▸ **Raw data**:
○ ○ ○

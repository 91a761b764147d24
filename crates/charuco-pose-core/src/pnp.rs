//! Pose of a planar target from 2D-3D correspondences.
//!
//! The solver initialises from the board-plane homography in normalized
//! camera coordinates and refines all six degrees of freedom with
//! Levenberg-Marquardt on the pixel reprojection error, including lens
//! distortion.

use crate::{estimate_homography, BoardPose, CameraIntrinsics};
use nalgebra::{DMatrix, DVector, Matrix3, Point2, Point3, Rotation3, Vector3, Vector6};
use serde::{Deserialize, Serialize};

#[cfg(feature = "tracing")]
use tracing::instrument;

/// Levenberg-Marquardt settings for the planar pose solve.
#[derive(Clone, Debug, PartialEq, Serialize, Deserialize)]
#[serde(default)]
pub struct PoseSolveParams {
    pub max_iterations: usize,
    /// Stop once the relative cost decrease falls below this value.
    pub cost_tolerance: f64,
    pub initial_damping: f64,
    /// Relative step used for the finite-difference Jacobian.
    pub jacobian_step: f64,
}

impl Default for PoseSolveParams {
    fn default() -> Self {
        Self {
            max_iterations: 30,
            cost_tolerance: 1e-12,
            initial_damping: 1e-3,
            jacobian_step: 1e-7,
        }
    }
}

/// True when the 2D points lie (numerically) on a single line.
pub fn are_collinear(points: &[Point2<f64>]) -> bool {
    if points.len() < 3 {
        return true;
    }
    let n = points.len() as f64;
    let (sx, sy) = points
        .iter()
        .fold((0.0, 0.0), |(ax, ay), p| (ax + p.x, ay + p.y));
    let (cx, cy) = (sx / n, sy / n);
    let (mut sxx, mut sxy, mut syy) = (0.0, 0.0, 0.0);
    for p in points {
        let (dx, dy) = (p.x - cx, p.y - cy);
        sxx += dx * dx;
        sxy += dx * dy;
        syy += dy * dy;
    }
    let trace = sxx + syy;
    let det = sxx * syy - sxy * sxy;
    // Smallest eigenvalue of the 2x2 scatter matrix relative to the largest.
    let disc = ((trace * trace) / 4.0 - det).max(0.0).sqrt();
    let l_max = trace / 2.0 + disc;
    let l_min = trace / 2.0 - disc;
    l_max <= f64::EPSILON || l_min <= l_max * 1e-10
}

/// Root-mean-square pixel reprojection error of a pose.
pub fn reprojection_rms(
    object: &[Point2<f64>],
    image: &[Point2<f64>],
    camera: &CameraIntrinsics,
    pose: &BoardPose,
) -> Option<f64> {
    if object.is_empty() || object.len() != image.len() {
        return None;
    }
    let mut sum = 0.0;
    for (o, i) in object.iter().zip(image) {
        let p = pose.transform_point(&Point3::new(o.x, o.y, 0.0));
        let px = camera.project(&p)?;
        sum += (px - i).norm_squared();
    }
    Some((sum / object.len() as f64).sqrt())
}

/// Solve the pose of a planar target lying in the board's `z = 0` plane.
///
/// `object` holds board-plane coordinates (meters) and `image` the matching
/// pixel observations. Returns `None` for fewer than four points, collinear
/// layouts, or a degenerate solution.
#[cfg_attr(
    feature = "tracing",
    instrument(level = "debug", skip_all, fields(points = object.len()))
)]
pub fn solve_planar_pose(
    object: &[Point2<f64>],
    image: &[Point2<f64>],
    camera: &CameraIntrinsics,
    params: &PoseSolveParams,
) -> Option<BoardPose> {
    if object.len() != image.len() || object.len() < 4 || are_collinear(object) {
        return None;
    }

    let normalized: Vec<Point2<f64>> = image
        .iter()
        .map(|&p| camera.undistort_pixel(p))
        .collect::<Option<_>>()?;

    let initial = pose_from_homography(object, &normalized)?;
    let refined = refine_pose(object, image, camera, initial, params).unwrap_or(initial);

    let in_front = object.iter().all(|o| {
        refined
            .transform_point(&Point3::new(o.x, o.y, 0.0))
            .z
            > 0.0
    });
    (refined.is_finite() && in_front).then_some(refined)
}

/// Decompose `H ~ [r1 r2 t]` (board plane to normalized image) into a pose.
fn pose_from_homography(object: &[Point2<f64>], normalized: &[Point2<f64>]) -> Option<BoardPose> {
    let h = estimate_homography(object, normalized)?.h;
    let h1: Vector3<f64> = h.column(0).into_owned();
    let h2: Vector3<f64> = h.column(1).into_owned();
    let h3: Vector3<f64> = h.column(2).into_owned();

    let norm = 0.5 * (h1.norm() + h2.norm());
    if norm < f64::EPSILON {
        return None;
    }
    let mut lambda = 1.0 / norm;
    // The board must sit in front of the camera.
    if h3[2] * lambda < 0.0 {
        lambda = -lambda;
    }

    let r1 = h1 * lambda;
    let r2 = h2 * lambda;
    let r3 = r1.cross(&r2);
    let t = h3 * lambda;

    let approx = Matrix3::from_columns(&[r1, r2, r3]);
    let svd = approx.svd(true, true);
    let u = svd.u?;
    let v_t = svd.v_t?;
    let mut r = u * v_t;
    if r.determinant() < 0.0 {
        let mut u_fixed = u;
        for i in 0..3 {
            u_fixed[(i, 2)] = -u_fixed[(i, 2)];
        }
        r = u_fixed * v_t;
    }

    let rotation = Rotation3::from_matrix_unchecked(r);
    let pose = BoardPose::from_rotation(&rotation, t);
    pose.is_finite().then_some(pose)
}

fn residuals(
    object: &[Point2<f64>],
    image: &[Point2<f64>],
    camera: &CameraIntrinsics,
    x: &Vector6<f64>,
) -> Option<DVector<f64>> {
    let pose = BoardPose::new(
        x.fixed_rows::<3>(0).into_owned(),
        x.fixed_rows::<3>(3).into_owned(),
    );
    let mut r = DVector::zeros(2 * object.len());
    for (k, (o, i)) in object.iter().zip(image).enumerate() {
        let px = camera.project(&pose.transform_point(&Point3::new(o.x, o.y, 0.0)))?;
        r[2 * k] = px.x - i.x;
        r[2 * k + 1] = px.y - i.y;
    }
    Some(r)
}

fn refine_pose(
    object: &[Point2<f64>],
    image: &[Point2<f64>],
    camera: &CameraIntrinsics,
    initial: BoardPose,
    params: &PoseSolveParams,
) -> Option<BoardPose> {
    let mut x = Vector6::new(
        initial.rotation[0],
        initial.rotation[1],
        initial.rotation[2],
        initial.translation[0],
        initial.translation[1],
        initial.translation[2],
    );
    let mut r = residuals(object, image, camera, &x)?;
    let mut cost = r.norm_squared();
    let mut damping = params.initial_damping;

    for _ in 0..params.max_iterations {
        if cost <= f64::EPSILON {
            break;
        }

        let mut jac = DMatrix::<f64>::zeros(r.len(), 6);
        for c in 0..6 {
            let step = params.jacobian_step * x[c].abs().max(1.0);
            let mut xp = x;
            let mut xm = x;
            xp[c] += step;
            xm[c] -= step;
            let rp = residuals(object, image, camera, &xp)?;
            let rm = residuals(object, image, camera, &xm)?;
            jac.set_column(c, &((rp - rm) / (2.0 * step)));
        }

        let jtj = jac.transpose() * &jac;
        let neg_jtr = -(jac.transpose() * &r);

        let mut improved = false;
        for _ in 0..10 {
            let mut a = jtj.clone();
            for d in 0..6 {
                a[(d, d)] += damping * jtj[(d, d)].max(1e-12);
            }
            let Some(delta) = a.lu().solve(&neg_jtr) else {
                damping *= 10.0;
                continue;
            };
            let candidate = x + Vector6::from_iterator(delta.iter().copied());
            match residuals(object, image, camera, &candidate) {
                Some(rc) if rc.norm_squared() < cost => {
                    let new_cost = rc.norm_squared();
                    let rel = (cost - new_cost) / cost.max(f64::EPSILON);
                    x = candidate;
                    r = rc;
                    cost = new_cost;
                    damping = (damping * 0.1).max(1e-12);
                    improved = rel > params.cost_tolerance;
                    break;
                }
                _ => damping *= 10.0,
            }
        }
        if !improved {
            break;
        }
    }

    let pose = BoardPose::new(
        x.fixed_rows::<3>(0).into_owned(),
        x.fixed_rows::<3>(3).into_owned(),
    );
    pose.is_finite().then_some(pose)
}

#[cfg(test)]
mod tests {
    use super::*;
    use crate::FrameHeader;

    fn camera(distortion: [f64; 5]) -> CameraIntrinsics {
        CameraIntrinsics::from_row_major(
            &[600.0, 0.0, 320.0, 0.0, 600.0, 240.0, 0.0, 0.0, 1.0],
            distortion,
            FrameHeader::default(),
        )
    }

    fn grid() -> Vec<Point2<f64>> {
        (1..5)
            .flat_map(|j| (1..6).map(move |i| Point2::new(i as f64 * 0.03, j as f64 * 0.03)))
            .collect()
    }

    fn observe(cam: &CameraIntrinsics, pose: &BoardPose, obj: &[Point2<f64>]) -> Vec<Point2<f64>> {
        obj.iter()
            .map(|o| {
                cam.project(&pose.transform_point(&Point3::new(o.x, o.y, 0.0)))
                    .expect("visible")
            })
            .collect()
    }

    #[test]
    fn recovers_pose_without_distortion() {
        let cam = camera([0.0; 5]);
        let truth = BoardPose::new(Vector3::new(0.2, -0.3, 0.1), Vector3::new(-0.08, -0.05, 0.6));
        let obj = grid();
        let img = observe(&cam, &truth, &obj);

        let pose = solve_planar_pose(&obj, &img, &cam, &PoseSolveParams::default()).expect("pose");
        assert!((pose.rotation - truth.rotation).norm() < 1e-6);
        assert!((pose.translation - truth.translation).norm() < 1e-6);
        assert!(reprojection_rms(&obj, &img, &cam, &pose).expect("rms") < 1e-6);
    }

    #[test]
    fn recovers_pose_with_distortion() {
        let cam = camera([-0.15, 0.03, 0.0005, -0.0003, 0.0]);
        let truth = BoardPose::new(Vector3::new(-0.25, 0.15, 1.2), Vector3::new(-0.02, -0.07, 0.5));
        let obj = grid();
        let img = observe(&cam, &truth, &obj);

        let pose = solve_planar_pose(&obj, &img, &cam, &PoseSolveParams::default()).expect("pose");
        assert!((pose.rotation - truth.rotation).norm() < 1e-5);
        assert!((pose.translation - truth.translation).norm() < 1e-5);
    }

    #[test]
    fn collinear_or_sparse_points_have_no_pose() {
        let cam = camera([0.0; 5]);
        let line: Vec<Point2<f64>> = (0..6).map(|i| Point2::new(i as f64 * 0.03, 0.03)).collect();
        let img: Vec<Point2<f64>> = line
            .iter()
            .map(|p| Point2::new(300.0 + p.x * 1000.0, 200.0))
            .collect();
        assert!(are_collinear(&line));
        assert!(solve_planar_pose(&line, &img, &cam, &PoseSolveParams::default()).is_none());
        assert!(solve_planar_pose(&line[..3], &img[..3], &cam, &PoseSolveParams::default()).is_none());
    }
}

○ ○ ○

▸ **Problem requirements**:
Pick every line from the listing holding the string "translation", and copy it.

▸ **Answer for the task**:
        initial.translation[0],
        initial.translation[1],
        initial.translation[2],
        assert!((pose.translation - truth.translation).norm() < 1e-6);
        assert!((pose.translation - truth.translation).norm() < 1e-5);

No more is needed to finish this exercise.